International career
- 2018: Portugal U19 / 3 / (0)
- 2018–2019: Portugal U20 / 9 / (0)

Medal record
Men's football
Representing Portugal
UEFA European Under-19 Championship
| Winner | 2018 Finland |  |

= Nuno Pina =

Portuguese association football player

Nuno Henrique Pina Nunes (born 31 March 1999) is a Portuguese professional footballer who plays for Swiss Promotion League club Vevey-Sports.

==Club career==
Pina joined the under-19 squad of the Italian club Chievo in the early 2019. He made his professional Serie B debut for Chievo on 21 September 2019 in a game against Pisa, replacing Joel Obi in the 89th minute. He made his first starting lineup appearance on 25 September 2019 against Salernitana and was sent off for two cautions in the 77th minute.

On 31 January 2020, Pina was loaned to Belenenses SAD until 30 June 2021. On 27 August 2020 he moved to Switzerland on loan to Grasshoppers.

On 16 August 2021, Pina switched teams and countries again, after signing a three-year contract with Spanish Segunda División team CF Fuenlabrada.

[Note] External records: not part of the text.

//! Interrupt-driven driver for the Avia HX711 24-bit load cell ADC.
//!
//! The serial clock is generated by a [`ClockSource`], a [`PulseCounter`] watches the clock
//! edges independently of the capture path, and an [`EdgeNotifier`] signals the falling edge of
//! the data line that marks a finished conversion. The driver only glues these together, so the
//! processor is free between conversions.

#![cfg_attr(not(test), no_std)]
#![forbid(unsafe_code)]

#[cfg(any(test, feature = "sim"))]
extern crate alloc;

use core::fmt;

pub mod capability;
pub mod driver;
pub mod mode;
pub mod sample;

#[cfg(any(test, feature = "sim"))]
pub mod sim;

pub use capability::{ClockSource, EdgeNotifier, PulseCounter};
pub use driver::{Hx711, SamplingState};
pub use mode::{ConversionMode, UnknownMode};
pub use sample::{sign_extend, SampleAccumulator};

/// Number of data bits clocked out per conversion.
pub const RESOLUTION: u32 = 24;

/// Serial clock frequency. The datasheet allows 10 kHz up to 2.5 MHz.
pub const SCK_FREQUENCY_HZ: u32 = 1_000_000;

/// SCK held high for longer than this powers the converter down.
pub const POWER_DOWN_US: u32 = 60;

/// Outcome of a single conversion, delivered to the event handler.
#[derive(Debug, Clone, Copy, PartialEq, Eq)]
pub enum Event {
    /// A full conversion, sign-extended from the converter's two's-complement output.
    DataReady(i32),
    /// Capture lost sync with the clock. Carries the raw bits captured before the abort.
    DataError(u32),
}

impl Event {
    /// The reading, or the partial raw contents reinterpreted as an `i32`.
    pub fn value(&self) -> i32 {
        match *self {
            Event::DataReady(value) => value,
            Event::DataError(raw) => raw as i32,
        }
    }
}

/// Errors raised by the driver, generic over the data line's pin error.
#[derive(Debug, Clone, Copy, PartialEq, Eq)]
pub enum Error<E> {
    /// Reading the data line failed. The conversion was abandoned.
    Pin(E),
}

impl<E: fmt::Debug> fmt::Display for Error<E> {
    fn fmt(&self, f: &mut fmt::Formatter<'_>) -> fmt::Result {
        match self {
            Self::Pin(e) => write!(f, "data line read failed: {:?}", e),
        }
    }
}

#[cfg(test)]
mod tests {
    use super::*;

    #[test]
    fn event_value() {
        assert_eq!(Event::DataReady(-1).value(), -1);
        assert_eq!(Event::DataReady(8_388_607).value(), 8_388_607);
        assert_eq!(Event::DataError(0xFF_FFFE).value(), 0xFF_FFFE);
        // Partial values never reach bit 31, so they stay positive.
        assert_eq!(Event::DataError(0x80_0000).value(), 0x80_0000);
    }
}
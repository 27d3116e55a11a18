//! Run the HX711 driver against a simulated load cell and publish the readings through the
//! weight service, with a stand-in BLE stack that logs what it would send.

use std::cell::RefCell;
use std::collections::VecDeque;

use anyhow::anyhow;
use hx711::sim::Converter;
use hx711::{Event, Hx711, SamplingState};
use log::{info, warn};
use weight_service::{
    Characteristic, CharacteristicHandles, ConnectionHandle, GapEvent, GattServer, Uuid,
    WeightService,
};

mod config;

use config::Config;

/// Raw reading of the empty scale.
const TARE: i32 = -52_000;

/// Counts added per conversion while the load settles.
const STEP: i32 = 7_500;

/// A load placed on the cell, settling over a few conversions with a little ripple on top.
fn load_cell_raw(n: usize) -> u32 {
    let settle = (n.min(12) as i32) * STEP;
    let ripple = [0, 13, -8, 4, -11, 6][n % 6];

    (TARE + settle + ripple) as u32 & 0xFF_FFFF
}

/// BLE stack stand-in that logs notifications.
#[derive(Default)]
struct ConsoleServer {
    next_handle: u16,
}

impl GattServer for ConsoleServer {
    type Error = anyhow::Error;

    fn add_service(&mut self, uuid: Uuid) -> Result<u16, Self::Error> {
        self.next_handle += 1;
        info!("Service {:#06x} -> handle {}", uuid.short, self.next_handle);
        Ok(self.next_handle)
    }

    fn add_characteristic(
        &mut self,
        _service: u16,
        characteristic: &Characteristic,
    ) -> Result<CharacteristicHandles, Self::Error> {
        let handles = CharacteristicHandles {
            value: self.next_handle + 2,
            cccd: self.next_handle + 3,
        };
        self.next_handle += 3;
        info!(
            "Characteristic {:#06x} -> value handle {}",
            characteristic.uuid.short, handles.value
        );
        Ok(handles)
    }

    fn notify(
        &mut self,
        connection: ConnectionHandle,
        value_handle: u16,
        data: &[u8],
    ) -> Result<(), Self::Error> {
        info!("Notify conn {} handle {}: {:02x?}", connection.0, value_handle, data);
        Ok(())
    }
}

fn main() -> Result<(), anyhow::Error> {
    env_logger::Builder::from_env(env_logger::Env::default().default_filter_or("info")).init();

    let config = Config::from_env()?;

    info!(
        "Simulating HX711 on PD_SCK {} / DOUT {} ({}, {})",
        config.sck_pin,
        config.dout_pin,
        config.mode,
        if config.single { "single" } else { "continuous" }
    );

    let mut server = ConsoleServer::default();
    let mut service = WeightService::init(&mut server)?;

    let converter = Converter::new();
    let (clock, edge, counter, data) = converter.split();

    let pending = RefCell::new(VecDeque::new());

    let mut hx711 = Hx711::new(
        clock,
        edge,
        counter,
        data,
        converter.delay(),
        config.mode,
        |event| pending.borrow_mut().push_back(event),
    );

    hx711.start(config.single);

    let mut errors = 0;

    for n in 0.. {
        if config.samples != 0 && n >= config.samples {
            break;
        }

        if config.slip_every != 0 && n % config.slip_every == config.slip_every - 1 {
            converter.slip(1);
        }

        // Interrupt dispatch: the handler runs only if DOUT fell with notifications enabled.
        if converter.load(load_cell_raw(n)) {
            hx711.handle_data_ready().map_err(|e| anyhow!("{e}"))?;
        }

        // A subscriber shows up after the first reading.
        if n == 1 {
            service.on_gap_event(GapEvent::Connected(ConnectionHandle(0)));
        }

        while let Some(event) = pending.borrow_mut().pop_front() {
            match event {
                Event::DataReady(_) => {
                    errors = 0;
                    let value = event.value();
                    info!("Reading {n}: {value}");
                    if !service.update(&mut server, value)? {
                        info!("No subscriber, reading not sent");
                    }
                }
                Event::DataError(raw) => {
                    errors += 1;
                    warn!("Reading {n} out of sync, partial value {raw:#08x}");
                }
            }
        }

        if errors >= 3 {
            return Err(anyhow!("{errors} conversions in a row lost sync, check the wiring"));
        }

        if hx711.state() == SamplingState::Idle {
            info!("Single conversion done");
            break;
        }
    }

    hx711.stop();
    let _ = hx711.power_down();

    service.on_gap_event(GapEvent::Disconnected);

    Ok(())
}
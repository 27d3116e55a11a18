use anyhow::{anyhow, bail, Context};
use hx711::ConversionMode;

/// Runtime settings, read from `HX711_*` environment variables.
#[derive(Debug, Clone, PartialEq)]
pub struct Config {
    /// `HX711_MODE`: `a128`, `b32` or `a64`.
    pub mode: ConversionMode,
    /// `HX711_SINGLE`: one conversion, then power down.
    pub single: bool,
    /// `HX711_SAMPLES`: stop after this many conversions, 0 runs until interrupted.
    pub samples: usize,
    /// `HX711_SLIP_EVERY`: simulator only, drop a clock edge every nth conversion. 0 disables.
    pub slip_every: usize,
    /// `HX711_SCK_PIN`: BCM number of PD_SCK.
    pub sck_pin: u8,
    /// `HX711_DOUT_PIN`: BCM number of DOUT.
    pub dout_pin: u8,
}

impl Default for Config {
    fn default() -> Self {
        Self {
            mode: ConversionMode::default(),
            single: false,
            samples: 20,
            slip_every: 0,
            sck_pin: 5,
            dout_pin: 6,
        }
    }
}

impl Config {
    pub fn from_env() -> Result<Self, anyhow::Error> {
        Self::from_lookup(|key| std::env::var(key).ok())
    }

    fn from_lookup(lookup: impl Fn(&str) -> Option<String>) -> Result<Self, anyhow::Error> {
        let mut config = Self::default();

        if let Some(mode) = lookup("HX711_MODE") {
            config.mode = mode.parse().map_err(|e| anyhow!("HX711_MODE={mode:?}: {e}"))?;
        }

        if let Some(single) = lookup("HX711_SINGLE") {
            config.single = parse_flag(&single).context("HX711_SINGLE")?;
        }

        if let Some(samples) = lookup("HX711_SAMPLES") {
            config.samples = samples
                .trim()
                .parse()
                .with_context(|| format!("HX711_SAMPLES={samples:?}"))?;
        }

        if let Some(slip_every) = lookup("HX711_SLIP_EVERY") {
            config.slip_every = slip_every
                .trim()
                .parse()
                .with_context(|| format!("HX711_SLIP_EVERY={slip_every:?}"))?;
        }

        if let Some(pin) = lookup("HX711_SCK_PIN") {
            config.sck_pin = pin.trim().parse().with_context(|| format!("HX711_SCK_PIN={pin:?}"))?;
        }

        if let Some(pin) = lookup("HX711_DOUT_PIN") {
            config.dout_pin = pin.trim().parse().with_context(|| format!("HX711_DOUT_PIN={pin:?}"))?;
        }

        if config.sck_pin == config.dout_pin {
            bail!("PD_SCK and DOUT cannot share pin {}", config.sck_pin);
        }

        Ok(config)
    }
}

fn parse_flag(value: &str) -> Result<bool, anyhow::Error> {
    match value.trim().to_ascii_lowercase().as_str() {
        "1" | "true" | "yes" | "on" => Ok(true),
        "0" | "false" | "no" | "off" | "" => Ok(false),
        other => bail!("expected a boolean, got {other:?}"),
    }
}

#[cfg(test)]
mod tests {
    use super::*;
    use std::collections::HashMap;

    fn parse(vars: &[(&str, &str)]) -> Result<Config, anyhow::Error> {
        let vars: HashMap<String, String> = vars
            .iter()
            .map(|(k, v)| (k.to_string(), v.to_string()))
            .collect();
        Config::from_lookup(|key| vars.get(key).cloned())
    }

    #[test]
    fn defaults() {
        assert_eq!(parse(&[]).unwrap(), Config::default());
    }

    #[test]
    fn overrides() {
        let config = parse(&[
            ("HX711_MODE", "B32"),
            ("HX711_SINGLE", "yes"),
            ("HX711_SAMPLES", "5"),
            ("HX711_SLIP_EVERY", "3"),
            ("HX711_SCK_PIN", "17"),
            ("HX711_DOUT_PIN", "27"),
        ])
        .unwrap();

        assert_eq!(
            config,
            Config {
                mode: ConversionMode::ChannelB32,
                single: true,
                samples: 5,
                slip_every: 3,
                sck_pin: 17,
                dout_pin: 27,
            }
        );
    }

    #[test]
    fn rejects_bad_values() {
        assert!(parse(&[("HX711_MODE", "c16")]).is_err());
        assert!(parse(&[("HX711_SINGLE", "maybe")]).is_err());
        assert!(parse(&[("HX711_SAMPLES", "-1")]).is_err());
        assert!(parse(&[("HX711_SCK_PIN", "6")]).is_err());
    }
}
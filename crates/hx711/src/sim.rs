//! Software model of an HX711 and its peripheral wiring.
//!
//! [`Converter`] hands out the pieces the driver needs. They share one state, so the model
//! sees the clock pulses the driver asks for and answers on the data line the way the chip does:
//! a falling DOUT when a conversion is ready, then one bit per SCK rising edge, MSB first.

use alloc::rc::Rc;
use core::cell::RefCell;
use core::convert::Infallible;

use embedded_hal::delay::DelayNs;
use embedded_hal::digital::{ErrorType, InputPin, PinState};

use crate::capability::{ClockSource, EdgeNotifier, PulseCounter};
use crate::RESOLUTION;

#[derive(Debug)]
struct State {
    sample: u32,
    shifted: u32,
    armed: u32,
    emitted: u32,
    falling_edges: u32,
    slip: u32,
    dout_high: bool,
    sck_high: bool,
    edge_enabled: bool,
    power_down_pulses: u32,
    last_pulses: u32,
    clock_released: bool,
    data_released: bool,
    now_ns: u64,
    high_since_ns: u64,
    last_hold_ns: u64,
}

impl State {
    fn raise_sck(&mut self) {
        if !self.sck_high {
            self.power_down_pulses += 1;
            self.high_since_ns = self.now_ns;
        }
        self.sck_high = true;
    }

    fn lower_sck(&mut self) {
        if self.sck_high {
            self.last_hold_ns = self.now_ns - self.high_since_ns;
        }
        self.sck_high = false;
    }

    fn pulse(&mut self) {
        self.emitted += 1;
        self.dout_high = if self.shifted < RESOLUTION {
            let bit = (self.sample >> (RESOLUTION - 1 - self.shifted)) & 1 == 1;
            self.shifted += 1;
            bit
        } else {
            true
        };
        self.falling_edges += 1;
    }
}

/// Shared handle on the simulated converter.
#[derive(Debug, Clone)]
pub struct Converter {
    state: Rc<RefCell<State>>,
}

impl Default for Converter {
    fn default() -> Self {
        Self::new()
    }
}

impl Converter {
    pub fn new() -> Self {
        Self {
            state: Rc::new(RefCell::new(State {
                sample: 0,
                shifted: 0,
                armed: 0,
                emitted: 0,
                falling_edges: 0,
                slip: 0,
                dout_high: true,
                sck_high: false,
                edge_enabled: false,
                power_down_pulses: 0,
                last_pulses: 0,
                clock_released: false,
                data_released: false,
                now_ns: 0,
                high_since_ns: 0,
                last_hold_ns: 0,
            })),
        }
    }

    /// The clock, edge notifier, pulse counter and data pin wired to this converter.
    pub fn split(&self) -> (SimClock, SimEdge, SimCounter, SimData) {
        (
            SimClock(self.state.clone()),
            SimEdge(self.state.clone()),
            SimCounter(self.state.clone()),
            SimData(self.state.clone()),
        )
    }

    /// Simulated time, advanced only by [`SimDelay`].
    pub fn delay(&self) -> SimDelay {
        SimDelay(self.state.clone())
    }

    /// Finish a conversion holding `raw` (low 24 bits).
    ///
    /// Returns `true` if DOUT fell while edge notification was enabled, i.e. the caller should
    /// run the driver's interrupt handler. A powered down converter does not convert.
    pub fn load(&self, raw: u32) -> bool {
        let mut s = self.state.borrow_mut();
        if s.sck_high {
            return false;
        }

        let falling = s.dout_high;
        s.sample = raw & ((1 << RESOLUTION) - 1);
        s.shifted = 0;
        s.dout_high = false;

        falling && s.edge_enabled
    }

    /// Emit `edges` clock pulses during the next conversion that the capture path never sees.
    pub fn slip(&self, edges: u32) {
        self.state.borrow_mut().slip = edges;
    }

    pub fn is_edge_enabled(&self) -> bool {
        self.state.borrow().edge_enabled
    }

    pub fn is_sck_high(&self) -> bool {
        self.state.borrow().sck_high
    }

    /// Number of times SCK was raised and held, each one powering the converter down.
    pub fn power_down_pulses(&self) -> u32 {
        self.state.borrow().power_down_pulses
    }

    /// How long SCK stayed high before it was last pulled low.
    pub fn last_high_hold_ns(&self) -> u64 {
        self.state.borrow().last_hold_ns
    }

    pub fn elapsed_ns(&self) -> u64 {
        self.state.borrow().now_ns
    }

    /// SCK pulses of the last finished conversion, which select the next gain.
    pub fn last_pulse_count(&self) -> u32 {
        self.state.borrow().last_pulses
    }

    /// Whether both pins have been returned to their default state.
    pub fn is_released(&self) -> bool {
        let s = self.state.borrow();
        s.clock_released && s.data_released
    }
}

#[derive(Debug)]
pub struct SimClock(Rc<RefCell<State>>);

impl ClockSource for SimClock {
    fn start(&mut self, pulses: u32) {
        let mut s = self.0.borrow_mut();
        s.armed = pulses;
        s.emitted = 0;
        s.lower_sck();
    }

    fn take_rising_edge(&mut self) -> bool {
        let mut s = self.0.borrow_mut();

        while s.slip > 0 && s.emitted < s.armed {
            s.slip -= 1;
            s.pulse();
        }
        s.slip = 0;

        if s.emitted >= s.armed {
            return false;
        }

        s.pulse();
        true
    }

    fn finish(&mut self) {
        let mut s = self.0.borrow_mut();
        while s.emitted < s.armed {
            s.pulse();
        }
        s.last_pulses = s.emitted;
        s.dout_high = true;
    }

    fn stop(&mut self) {
        let mut s = self.0.borrow_mut();
        s.armed = s.emitted;
        s.last_pulses = s.emitted;
    }

    fn set_level(&mut self, level: PinState) {
        let mut s = self.0.borrow_mut();
        match level {
            PinState::High => s.raise_sck(),
            PinState::Low => s.lower_sck(),
        }
    }

    fn release(&mut self) {
        let mut s = self.0.borrow_mut();
        s.clock_released = true;
        s.lower_sck();
    }
}

#[derive(Debug)]
pub struct SimEdge(Rc<RefCell<State>>);

impl EdgeNotifier for SimEdge {
    fn enable(&mut self) {
        self.0.borrow_mut().edge_enabled = true;
    }

    fn disable(&mut self) {
        self.0.borrow_mut().edge_enabled = false;
    }

    fn release(&mut self) {
        let mut s = self.0.borrow_mut();
        s.edge_enabled = false;
        s.data_released = true;
    }
}

#[derive(Debug)]
pub struct SimCounter(Rc<RefCell<State>>);

impl PulseCounter for SimCounter {
    fn clear(&mut self) {
        self.0.borrow_mut().falling_edges = 0;
    }

    fn count(&mut self) -> u32 {
        self.0.borrow().falling_edges
    }
}

#[derive(Debug)]
pub struct SimDelay(Rc<RefCell<State>>);

impl DelayNs for SimDelay {
    fn delay_ns(&mut self, ns: u32) {
        self.0.borrow_mut().now_ns += u64::from(ns);
    }
}

#[derive(Debug)]
pub struct SimData(Rc<RefCell<State>>);

impl ErrorType for SimData {
    type Error = Infallible;
}

impl InputPin for SimData {
    fn is_high(&mut self) -> Result<bool, Self::Error> {
        Ok(self.0.borrow().dout_high)
    }

    fn is_low(&mut self) -> Result<bool, Self::Error> {
        Ok(!self.0.borrow().dout_high)
    }
}

#[cfg(test)]
mod tests {
    use super::*;

    #[test]
    fn shifts_msb_first() {
        let converter = Converter::new();
        let (mut clock, _, mut counter, mut data) = converter.split();

        converter.load(0b1010 << 20);
        clock.start(25);

        let mut bits = Vec::new();
        while clock.take_rising_edge() {
            bits.push(data.is_high().unwrap());
        }

        assert_eq!(&bits[..5], [true, false, true, false, false]);
        assert_eq!(bits.len(), 25);
        assert_eq!(counter.count(), 25);
        // DOUT returns high after the data bits.
        assert!(bits[24]);
    }

    #[test]
    fn powered_down_converter_stays_silent() {
        let converter = Converter::new();
        let (mut clock, mut edge, _, _) = converter.split();

        edge.enable();
        clock.set_level(PinState::High);
        assert!(!converter.load(0x12_3456));
        assert_eq!(converter.power_down_pulses(), 1);

        converter.delay().delay_us(75);
        clock.set_level(PinState::Low);
        assert_eq!(converter.last_high_hold_ns(), 75_000);
        assert!(converter.load(0x12_3456));
    }
}
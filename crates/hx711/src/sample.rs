use crate::{Event, RESOLUTION};

/// Sign-extend the low `bits` of `raw`, read as two's complement, to a full `i32`.
///
/// `bits` must be in `1..=32`.
pub const fn sign_extend(raw: u32, bits: u32) -> i32 {
    let shift = 32 - bits;
    ((raw << shift) as i32) >> shift
}

/// Bits of one conversion, assembled MSB first.
#[derive(Debug, Default, Clone, Copy, PartialEq, Eq)]
pub struct SampleAccumulator {
    value: u32,
    count: u32,
}

impl SampleAccumulator {
    pub const fn new() -> Self {
        Self { value: 0, count: 0 }
    }

    /// Store the next bit. Bits beyond the resolution are dropped.
    pub fn push(&mut self, bit: bool) {
        if self.is_complete() {
            return;
        }

        self.value |= (bit as u32) << (RESOLUTION - 1 - self.count);
        self.count += 1;
    }

    /// Bits captured so far.
    pub const fn count(&self) -> u32 {
        self.count
    }

    pub const fn raw(&self) -> u32 {
        self.value
    }

    pub const fn is_complete(&self) -> bool {
        self.count == RESOLUTION
    }

    /// A complete accumulator becomes a reading, anything else an error with the partial bits.
    pub fn into_event(self) -> Event {
        if self.is_complete() {
            Event::DataReady(sign_extend(self.value, RESOLUTION))
        } else {
            Event::DataError(self.value)
        }
    }
}

#[cfg(test)]
mod tests {
    use super::*;

    fn reference(raw: u32, bits: u32) -> i32 {
        let raw = i64::from(raw);
        let half = 1i64 << (bits - 1);
        (if raw >= half { raw - (1i64 << bits) } else { raw }) as i32
    }

    #[test]
    fn sign_extend_24_bit_corners() {
        assert_eq!(sign_extend(0x80_0000, 24), -8_388_608);
        assert_eq!(sign_extend(0x7F_FFFF, 24), 8_388_607);
        assert_eq!(sign_extend(0x00_0000, 24), 0);
        assert_eq!(sign_extend(0xFF_FFFF, 24), -1);
        assert_eq!(sign_extend(0x00_0001, 24), 1);
    }

    #[test]
    fn sign_extend_matches_twos_complement() {
        // Every value for the narrow widths.
        for bits in 1..=14 {
            for raw in 0..(1u32 << bits) {
                assert_eq!(sign_extend(raw, bits), reference(raw, bits), "{bits} bits, {raw:#x}");
            }
        }

        // A stride through the 24 bit range, hitting both halves.
        for raw in (0..(1u32 << 24)).step_by(4099) {
            assert_eq!(sign_extend(raw, 24), reference(raw, 24), "{raw:#x}");
        }

        assert_eq!(sign_extend(0x8000_0000, 32), i32::MIN);
        assert_eq!(sign_extend(0x7FFF_FFFF, 32), i32::MAX);
    }

    #[test]
    fn msb_first() {
        let mut acc = SampleAccumulator::new();
        acc.push(true);
        for _ in 1..RESOLUTION {
            acc.push(false);
        }

        assert!(acc.is_complete());
        assert_eq!(acc.raw(), 0x80_0000);
        assert_eq!(acc.into_event(), Event::DataReady(-8_388_608));
    }

    #[test]
    fn partial_is_error() {
        let mut acc = SampleAccumulator::new();
        for bit in [true, false, true] {
            acc.push(bit);
        }

        assert_eq!(acc.count(), 3);
        assert_eq!(acc.into_event(), Event::DataError(0xA0_0000));
    }

    #[test]
    fn extra_bits_dropped() {
        let mut acc = SampleAccumulator::new();
        for _ in 0..RESOLUTION + 3 {
            acc.push(true);
        }

        assert_eq!(acc.count(), RESOLUTION);
        assert_eq!(acc.raw(), 0xFF_FFFF);
        assert_eq!(acc.into_event(), Event::DataReady(-1));
    }
}
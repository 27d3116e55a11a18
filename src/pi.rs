use std::cell::Cell;
use std::sync::atomic::{AtomicBool, AtomicU32, Ordering};
use std::sync::{mpsc, Arc};

use anyhow::anyhow;
use hx711::{Event, Hx711, SamplingState};
use log::{info, warn};
use rppal::gpio::{Gpio, Mode, Trigger};

mod config;
mod raspberry_pi;

use config::Config;
use raspberry_pi::{BitBangClock, EdgeCount, InterruptGate, SpinDelay};

fn main() -> Result<(), anyhow::Error> {
    env_logger::Builder::from_env(env_logger::Env::default().default_filter_or("info")).init();

    let config = Config::from_env()?;

    if config.slip_every != 0 {
        warn!("HX711_SLIP_EVERY only applies to the simulator, ignoring it");
    }

    let gpio = Gpio::new()?;

    let edges = Arc::new(AtomicU32::new(0));
    let armed = Arc::new(AtomicBool::new(false));

    let clock = BitBangClock::new(
        gpio.get(config.sck_pin)?.into_io(Mode::Output),
        SpinDelay,
        edges.clone(),
    );

    // rppal runs interrupt callbacks on its own thread; the handler runs here, on the main thread.
    let (data_ready, interrupts) = mpsc::channel();
    let gate = armed.clone();

    let mut dout = gpio.get(config.dout_pin)?.into_input();
    dout.set_async_interrupt(Trigger::FallingEdge, move |_| {
        if gate.load(Ordering::Acquire) {
            let _ = data_ready.send(());
        }
    })?;

    let delivered = Cell::new(0usize);
    let errors = Cell::new(0usize);

    let mut hx711 = Hx711::new(
        clock,
        InterruptGate::new(armed),
        EdgeCount::new(edges),
        dout,
        SpinDelay,
        config.mode,
        |event| {
            delivered.set(delivered.get() + 1);
            match event {
                Event::DataReady(value) => {
                    errors.set(0);
                    info!("Reading: {value}");
                }
                Event::DataError(raw) => {
                    errors.set(errors.get() + 1);
                    warn!("Out of sync, partial value {raw:#08x}");
                }
            }
        },
    );

    hx711.start(config.single);

    let mut result = Ok(());

    for () in interrupts.iter() {
        if let Err(e) = hx711.handle_data_ready() {
            result = Err(anyhow!("{e}"));
            break;
        }

        if errors.get() >= 3 {
            hx711.stop();
            result = Err(anyhow!(
                "{} conversions in a row lost sync, check the wiring",
                errors.get()
            ));
            break;
        }

        if hx711.state() == SamplingState::Idle {
            break;
        }

        if config.samples != 0 && delivered.get() >= config.samples {
            hx711.stop();
            break;
        }
    }

    // Release the pins whether or not the run failed.
    let (_, _, _, mut dout, _) = hx711.power_down();
    dout.clear_async_interrupt()?;

    result
}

The following 28 January, after being rarely used, he terminated his link.

==International career==
Born in Portugal, Pina is of Cape Verdean descent. He played in 2 games (including the full game in the finals against Italy) at the 2018 UEFA European Under-19 Championship, which Portugal won.

He was included in Portugal's squad for the 2019 FIFA U-20 World Cup and made one appearance as a substitute as Portugal was eliminated in group stage.